Tuesday, 24 January 2012

Junior ISA’s are now available

Another ISA option came into play last November when the Government announced that Tax-free savings accounts for children, known as Junior ISAs, would become available from providers for the first time.  Experienced Independent Financial Advisors Enable of Bishops’s Stortford know how important it is to maximise your ISA options as part of your financial planning and tax efficiency. We all have worries at the moment about what kind of financial future our children are going to have to face.  Junior ISA’s might provide some comfort.

About six million children are estimated to be eligible for the products, which cannot be cashed until they have reached the age of 18. The idea is that this option has been created for children who didn't qualify for a Child Trust Fund account which had included a voucher from the government to help kick-start the savings habit for families with children.

The Junior ISA allows you to invest up to £3,600 in the current tax year in a cash or stocks and shares Junior ISA, or a combination of both. Family or friends can pay money into a child's Junior Isa, run by banks, building societies and investment groups but only the child will be able to access the money and only from their 18th birthday. 

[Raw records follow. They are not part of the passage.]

use std::collections::HashMap;

use rand::seq::SliceRandom;
use rand::Rng;
use tracing::{debug, error};
use types::{Placement, SolveReport, SolveStatus};

use crate::moves::{MoveError, MoveKind};
use crate::schedule::{Schedule, FREE_SLOT_ATTEMPTS};
use crate::scoring;

/// Attempts spent looking for two teachers that can trade a soft-conflicting course.
pub const SWITCH_TEACHER_ATTEMPTS: usize = 1000;

/// How many times a neighbour applies its move before being scored.
pub const MOVE_REPEATS: usize = 3;

/// A schedule together with its scored conflicts and per-course seat counter.
#[derive(Clone, Debug)]
pub struct State {
    schedule: Schedule,
    hard_conflicts: u32,
    soft_conflicts: u32,
    seats_filled: HashMap<String, u32>,
}

impl State {
    pub fn new(schedule: Schedule) -> Self {
        Self {
            schedule,
            hard_conflicts: 0,
            soft_conflicts: 0,
            seats_filled: HashMap::new(),
        }
    }

    pub fn schedule(&self) -> &Schedule {
        &self.schedule
    }

    pub fn schedule_mut(&mut self) -> &mut Schedule {
        &mut self.schedule
    }

    pub fn hard_conflicts(&self) -> u32 {
        self.hard_conflicts
    }

    pub fn soft_conflicts(&self) -> u32 {
        self.soft_conflicts
    }

    pub fn all_conflicts(&self) -> u32 {
        self.hard_conflicts + self.soft_conflicts
    }

    pub fn is_final(&self) -> bool {
        self.hard_conflicts == 0 && self.soft_conflicts == 0
    }

    pub fn seats_filled(&self, course: &str) -> u32 {
        self.seats_filled.get(course).copied().unwrap_or(0)
    }

    pub fn increase_seats(&mut self, course: &str, seats: u32) {
        *self.seats_filled.entry(course.to_string()).or_insert(0) += seats;
    }

    pub fn decrease_seats(&mut self, course: &str, seats: u32) {
        if let Some(filled) = self.seats_filled.get_mut(course) {
            *filled = filled.saturating_sub(seats);
        }
    }

    pub fn conflicts_caused_by_not_enough_seats(&self) -> u32 {
        scoring::seat_shortfalls(self.schedule.courses(), &self.seats_filled)
    }

    /// Rescans the whole schedule, rebuilding the seat counter on the way.
    pub fn compute_hard_conflicts(&mut self) -> u32 {
        let hc = scoring::compute_hard_conflicts(&self.schedule, &mut self.seats_filled);
        debug!(?hc, "hard conflicts");
        self.hard_conflicts = hc.total();
        self.hard_conflicts
    }

    pub fn compute_soft_conflicts(&mut self) -> u32 {
        self.soft_conflicts = scoring::compute_soft_conflicts(&self.schedule);
        self.soft_conflicts
    }

    /// Greedy randomized construction: each course in table order takes
    /// (classroom, teacher, slot) triples until its demand is seated or a
    /// full pass over the classrooms places nothing.
    pub fn generate_initial_schedule<R: Rng>(&mut self, rng: &mut R) {
        let courses = self.schedule.courses().to_vec();
        let universe = self.schedule.available_time_slots().to_vec();

        for course in &courses {
            let mut remaining = i64::from(course.students);

            let mut classrooms: Vec<String> = self
                .schedule
                .classrooms()
                .iter()
                .map(|c| c.name().to_string())
                .collect();
            let mut teachers: Vec<String> = self
                .schedule
                .teachers()
                .iter()
                .map(|t| t.name().to_string())
                .collect();
            classrooms.shuffle(rng);
            teachers.shuffle(rng);

            while remaining > 0 {
                let mut assigned = false;

                for classroom in &classrooms {
                    let Some(slot) =
                        self.schedule
                            .find_free_time_slot(classroom, &universe, FREE_SLOT_ATTEMPTS, rng)
                    else {
                        continue;
                    };
                    let Some(room) = self.schedule.classroom(classroom) else {
                        continue;
                    };
                    if !room.can_host_course(&course.name) || room.is_occupied_at_time(&slot) {
                        continue;
                    }
                    let capacity = room.capacity();

                    let teacher = teachers.iter().find(|name| {
                        self.schedule.teacher(name).is_some_and(|t| {
                            !t.is_teaching_too_much()
                                && t.is_free_at_time(&slot)
                                && t.has_available_time_slot()
                                && t.can_teach_course(&course.name)
                        })
                    });
                    if let Some(teacher) = teacher {
                        self.schedule.assign(
                            &course.name,
                            Placement::new(classroom.clone(), teacher.clone(), slot),
                        );
                        remaining -= i64::from(capacity);
                        assigned = true;
                        break;
                    }
                }

                if !assigned {
                    debug!(
                        course = %course.name,
                        remaining,
                        "no placement left, course stays short"
                    );
                    break;
                }
            }
        }

        self.compute_hard_conflicts();
        self.compute_soft_conflicts();
    }

    /// Neighbour produced by repeating `kind` on an independent copy.
    pub fn apply_move<R: Rng>(&self, kind: MoveKind, rng: &mut R) -> State {
        let mut neighbor = self.clone();
        for _ in 0..MOVE_REPEATS {
            match kind {
                MoveKind::SwitchTeachersSoftConflict => {
                    neighbor.switch_teachers_soft_conflict(rng);
                }
                MoveKind::MoveCourseToFreeSlot => {
                    neighbor.schedule.move_course_to_free_slot(rng);
                }
                MoveKind::SwitchCoursesSameClassroom => {
                    neighbor.schedule.switch_courses_same_classroom();
                }
                MoveKind::MoveCourseToFreeSlotNoConflicts => {
                    neighbor.schedule.move_course_to_free_slot_no_conflicts(rng);
                }
            }
        }
        neighbor.compute_hard_conflicts();
        neighbor.compute_soft_conflicts();
        neighbor
    }

    pub fn apply_named_move<R: Rng>(&self, name: &str, rng: &mut R) -> Result<State, MoveError> {
        let kind = name.parse::<MoveKind>().map_err(|e| {
            error!(%name, "invalid move");
            e
        })?;
        Ok(self.apply_move(kind, rng))
    }

    /// One neighbour per move kind, in `MoveKind::ALL` order.
    pub fn get_next_states<R: Rng>(&self, rng: &mut R) -> Vec<State> {
        MoveKind::ALL
            .iter()
            .map(|&kind| self.apply_move(kind, rng))
            .collect()
    }

    /// Trades one soft-conflicting course instance between two teachers that
    /// can each teach the other's course at a slot they do not prefer.
    pub fn switch_teachers_soft_conflict<R: Rng>(&mut self, rng: &mut R) -> bool {
        for _ in 0..SWITCH_TEACHER_ATTEMPTS {
            let candidates: Vec<&str> = self
                .schedule
                .teachers()
                .iter()
                .filter(|t| t.has_soft_conflicts())
                .map(|t| t.name())
                .collect();
            let Some(&name1) = candidates.choose(rng) else {
                return false;
            };
            let others: Vec<&str> =
                candidates.iter().copied().filter(|&n| n != name1).collect();
            let Some(&name2) = others.choose(rng) else {
                return false;
            };

            let (Some(teacher1), Some(teacher2)) =
                (self.schedule.teacher(name1), self.schedule.teacher(name2))
            else {
                return false;
            };
            let conflicts1 = teacher1.courses_that_cause_soft_conflicts();
            let conflicts2 = teacher2.courses_that_cause_soft_conflicts();
            let from_t1 = teacher2.find_course_in_other_teacher_conflicts(&conflicts1);
            let from_t2 = teacher1.find_course_in_other_teacher_conflicts(&conflicts2);

            let (Some((slot1, course1)), Some((slot2, course2))) = (from_t1, from_t2) else {
                continue;
            };
            if !teacher1.is_free_at_time(&slot2) || !teacher2.is_free_at_time(&slot1) {
                continue;
            }

            let (name1, name2) = (name1.to_string(), name2.to_string());
            debug!(%name1, %name2, %course1, %course2, "switching teachers");
            if let Some(t1) = self.schedule.teacher_mut(&name1) {
                t1.remove_course(&course1, &slot1);
                t1.add_course(&course2, &slot2);
            }
            if let Some(t2) = self.schedule.teacher_mut(&name2) {
                t2.remove_course(&course2, &slot2);
                t2.add_course(&course1, &slot1);
            }
            self.schedule.switch_teachers_in_assignments(
                &name1,
                &name2,
                (&slot1, &course1),
                (&slot2, &course2),
            );
            return true;
        }
        false
    }

    pub fn to_report(&self, status: SolveStatus, stats: serde_json::Value) -> SolveReport {
        SolveReport {
            status,
            hard_conflicts: self.hard_conflicts,
            soft_conflicts: self.soft_conflicts,
            assignments: self.schedule.flat_assignments(),
            timetable: self.schedule.to_timetable(),
            stats,
        }
    }
}

#[cfg(test)]
mod tests {
    use super::*;
    use crate::test_utils::*;
    use rand::SeedableRng;
    use rand_chacha::ChaCha8Rng;

    #[test]
    fn hard_conflict_recount_is_idempotent() {
        let mut rng = ChaCha8Rng::seed_from_u64(11);
        let mut state = State::new(Schedule::new(&feasible_config()));
        state.generate_initial_schedule(&mut rng);
        let first = state.compute_hard_conflicts();
        let seats: Vec<u32> = ["Math", "Art"].iter().map(|c| state.seats_filled(c)).collect();
        let second = state.compute_hard_conflicts();
        assert_eq!(first, second);
        let again: Vec<u32> = ["Math", "Art"].iter().map(|c| state.seats_filled(c)).collect();
        assert_eq!(seats, again);
    }

    #[test]
    fn all_conflicts_sums_hard_and_soft() {
        // Art is never seated and Ana teaches outside her preferred slot.
        let mut schedule = Schedule::new(&preference_config());
        schedule.assign("Math", Placement::new("R1", "Ana", slot("Mon", 8, 10)));
        let mut state = State::new(schedule);
        assert_eq!(state.compute_hard_conflicts(), 1);
        assert_eq!(state.compute_soft_conflicts(), 1);
        assert_eq!(state.all_conflicts(), 2);
        assert!(!state.is_final());
    }

    #[test]
    fn greedy_leaves_oversized_course_short() {
        let mut rng = ChaCha8Rng::seed_from_u64(5);
        let mut state = State::new(Schedule::new(&single_slot_config(40)));
        state.generate_initial_schedule(&mut rng);
        assert_eq!(state.schedule().placements_of("Math").len(), 1);
        assert_eq!(state.seats_filled("Math"), 30);
        assert!(state.hard_conflicts() >= 1);
        assert_eq!(state.conflicts_caused_by_not_enough_seats(), 1);
    }

    #[test]
    fn greedy_keeps_map_and_occupancy_in_step() {
        for seed in 0..10 {
            let mut rng = ChaCha8Rng::seed_from_u64(seed);
            let mut state = State::new(Schedule::new(&feasible_config()));
            state.generate_initial_schedule(&mut rng);
            assert_consistent(state.schedule());
            for (course, placements) in state.schedule().assignments() {
                for p in placements {
                    let room = state.schedule().classroom(&p.classroom).unwrap();
                    assert!(room.can_host_course(course));
                    let teacher = state.schedule().teacher(&p.teacher).unwrap();
                    assert!(teacher.can_teach_course(course));
                }
            }
        }
    }

    #[test]
    fn neighbours_come_one_per_move_and_leave_parent_untouched() {
        let mut rng = ChaCha8Rng::seed_from_u64(2);
        let mut state = State::new(Schedule::new(&feasible_config()));
        state.generate_initial_schedule(&mut rng);
        let before = state.schedule().flat_assignments();

        let neighbours = state.get_next_states(&mut rng);
        assert_eq!(neighbours.len(), MoveKind::ALL.len());
        assert_eq!(state.schedule().flat_assignments(), before);
        for n in &neighbours {
            assert_consistent(n.schedule());
        }
    }

    #[test]
    fn unknown_move_yields_no_state() {
        let mut rng = ChaCha8Rng::seed_from_u64(0);
        let state = State::new(Schedule::new(&feasible_config()));
        assert_eq!(
            state.apply_named_move("shuffle_everything", &mut rng).err(),
            Some(MoveError::Unknown("shuffle_everything".into()))
        );
        assert!(state
            .apply_named_move("move_course_to_free_slot", &mut rng)
            .is_ok());
    }

    #[test]
    fn teachers_trade_soft_conflicting_courses() {
        // Bob prefers the slot Ana would hand over, so no trade qualifies.
        let mut schedule = Schedule::new(&preference_config());
        schedule.assign("Math", Placement::new("R1", "Ana", slot("Mon", 8, 10)));
        schedule.assign("Art", Placement::new("R2", "Bob", slot("Mon", 10, 12)));
        let mut state = State::new(schedule);
        let mut rng = ChaCha8Rng::seed_from_u64(4);

        assert!(!state.switch_teachers_soft_conflict(&mut rng));

        let mut schedule = Schedule::new(&trade_config());
        schedule.assign("Math", Placement::new("R1", "Ana", slot("Mon", 8, 10)));
        schedule.assign("Art", Placement::new("R2", "Bob", slot("Mon", 10, 12)));
        let mut state = State::new(schedule);

        assert!(state.switch_teachers_soft_conflict(&mut rng));
        assert_eq!(
            state.schedule().placements_of("Math"),
            &[Placement::new("R1", "Bob", slot("Mon", 8, 10))]
        );
        assert_eq!(
            state.schedule().placements_of("Art"),
            &[Placement::new("R2", "Ana", slot("Mon", 10, 12))]
        );
        assert_consistent(state.schedule());
    }
}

If you have family and friends who what to play a part in investing for your child’s future Enable have many years of experience at maximising families tax efficiency and can help you formulate the best ISA savings plan for junior’s future.

New rules for ISA’s

Enable like most reputable Independent Financial Advisors know ISA’s are a vital part of personal financial planning. It is important to keep on top of any changes that occur and make sure that ISA’s are working for you. At the end of last year the government  introduced new rules for investors whose ISA savings are lost in the collapse of a financial firm making it possible for them to be able to refill their annual allowance.

Under the old rules, any funds lost if the provider folded would have been considered  part of the annual input. In a statement to MPs, Mark Hoban, Financial Secretary to the Treasury, said that the new plans allowed savers who have lost their cash Isa to save the equivalent amount, in the same year, in a new account with another provider and that they gave an investor the opportunity to reinvest any compensation paid out if a stocks and shares ISA is affected by a financial firm's collapse.

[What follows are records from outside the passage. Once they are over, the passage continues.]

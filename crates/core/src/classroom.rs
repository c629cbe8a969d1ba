use std::collections::HashSet;

use types::{ClassroomSpec, TimeSlot};

use crate::occupancy::Occupancy;

#[derive(Clone, Debug)]
pub struct Classroom {
    name: String,
    capacity: u32,
    subjects: HashSet<String>,
    occupancy: Occupancy,
}

impl Classroom {
    pub fn new(
        name: impl Into<String>,
        capacity: u32,
        subjects: impl IntoIterator<Item = String>,
    ) -> Self {
        Self {
            name: name.into(),
            capacity,
            subjects: subjects.into_iter().collect(),
            occupancy: Occupancy::new(),
        }
    }

    pub fn from_spec(spec: &ClassroomSpec) -> Self {
        Self::new(spec.name.clone(), spec.capacity, spec.subjects.iter().cloned())
    }

    pub fn name(&self) -> &str {
        &self.name
    }

    pub fn capacity(&self) -> u32 {
        self.capacity
    }

    pub fn can_host_course(&self, course: &str) -> bool {
        self.subjects.contains(course)
    }

    pub fn is_occupied_at_time(&self, slot: &TimeSlot) -> bool {
        self.occupancy.is_occupied(slot)
    }

    pub fn is_free_at_time(&self, slot: &TimeSlot) -> bool {
        !self.occupancy.is_occupied(slot)
    }

    pub fn add_course(&mut self, course: &str, slot: &TimeSlot) {
        self.occupancy.add(course, slot);
    }

    pub fn remove_course(&mut self, course: &str, slot: &TimeSlot) {
        self.occupancy.remove(course, slot);
    }

    /// Hard conflicts from double-booking this room: one per shared slot,
    /// however many courses share it.
    pub fn count_overlaps(&self) -> u32 {
        self.occupancy.slots_with_overlap() as u32
    }

    pub fn occupancy(&self) -> &Occupancy {
        &self.occupancy
    }
}
//! Security response headers

use axum::{
    body::Body,
    http::{header, HeaderValue, Request},
    middleware::Next,
    response::Response,
};

/// Add security headers to every response. Responses carry tokens, so they are never cached.
pub async fn security_headers_middleware(request: Request<Body>, next: Next) -> Response {
    let mut response = next.run(request).await;
    let headers = response.headers_mut();

    headers.insert(
        header::X_CONTENT_TYPE_OPTIONS,
        HeaderValue::from_static("nosniff"),
    );
    headers.insert(header::X_FRAME_OPTIONS, HeaderValue::from_static("DENY"));
    headers.insert(
        header::REFERRER_POLICY,
        HeaderValue::from_static("no-referrer"),
    );
    headers.insert(
        header::CONTENT_SECURITY_POLICY,
        HeaderValue::from_static("default-src 'none'; frame-ancestors 'none'"),
    );
    headers.insert(
        header::STRICT_TRANSPORT_SECURITY,
        HeaderValue::from_static("max-age=31536000; includeSubDomains"),
    );
    headers.insert(
        header::CACHE_CONTROL,
        HeaderValue::from_static("no-store"),
    );

    response
}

This permitted investors with ISAs directly affected for example  by the collapse of Lehman Brothers to reinstate the same level of investment, irrespective of whether compensation had been paid.
"[The changes] will enable investors whose ISAs are affected by the failure or default of a financial firm to continue to benefit from tax-advantaged savings," Mr Hoban said. "They also demonstrate the government's commitment to ensure that the Isa remains a secure, accessible and tax-advantaged saving product."Enable IFA’s of Bishop’s Stortford are happy to help you maximise your ISA’s investments as part of your financial portfolio.

Making the most of your ISA...

With the New Year resolutions a bit more realistic it’s time to look to the rest of the year and having a plan for your finances is the best way to make them work for you even in the toughest of times.  At Enable our IFA’s can help you make realistic plans to maximise your savings and investments.

ISA’s are an invaluable part of any savings portfolio as they help you maximise your tax efficiency. Enable are happy to talk you through the basics and find the best options for you.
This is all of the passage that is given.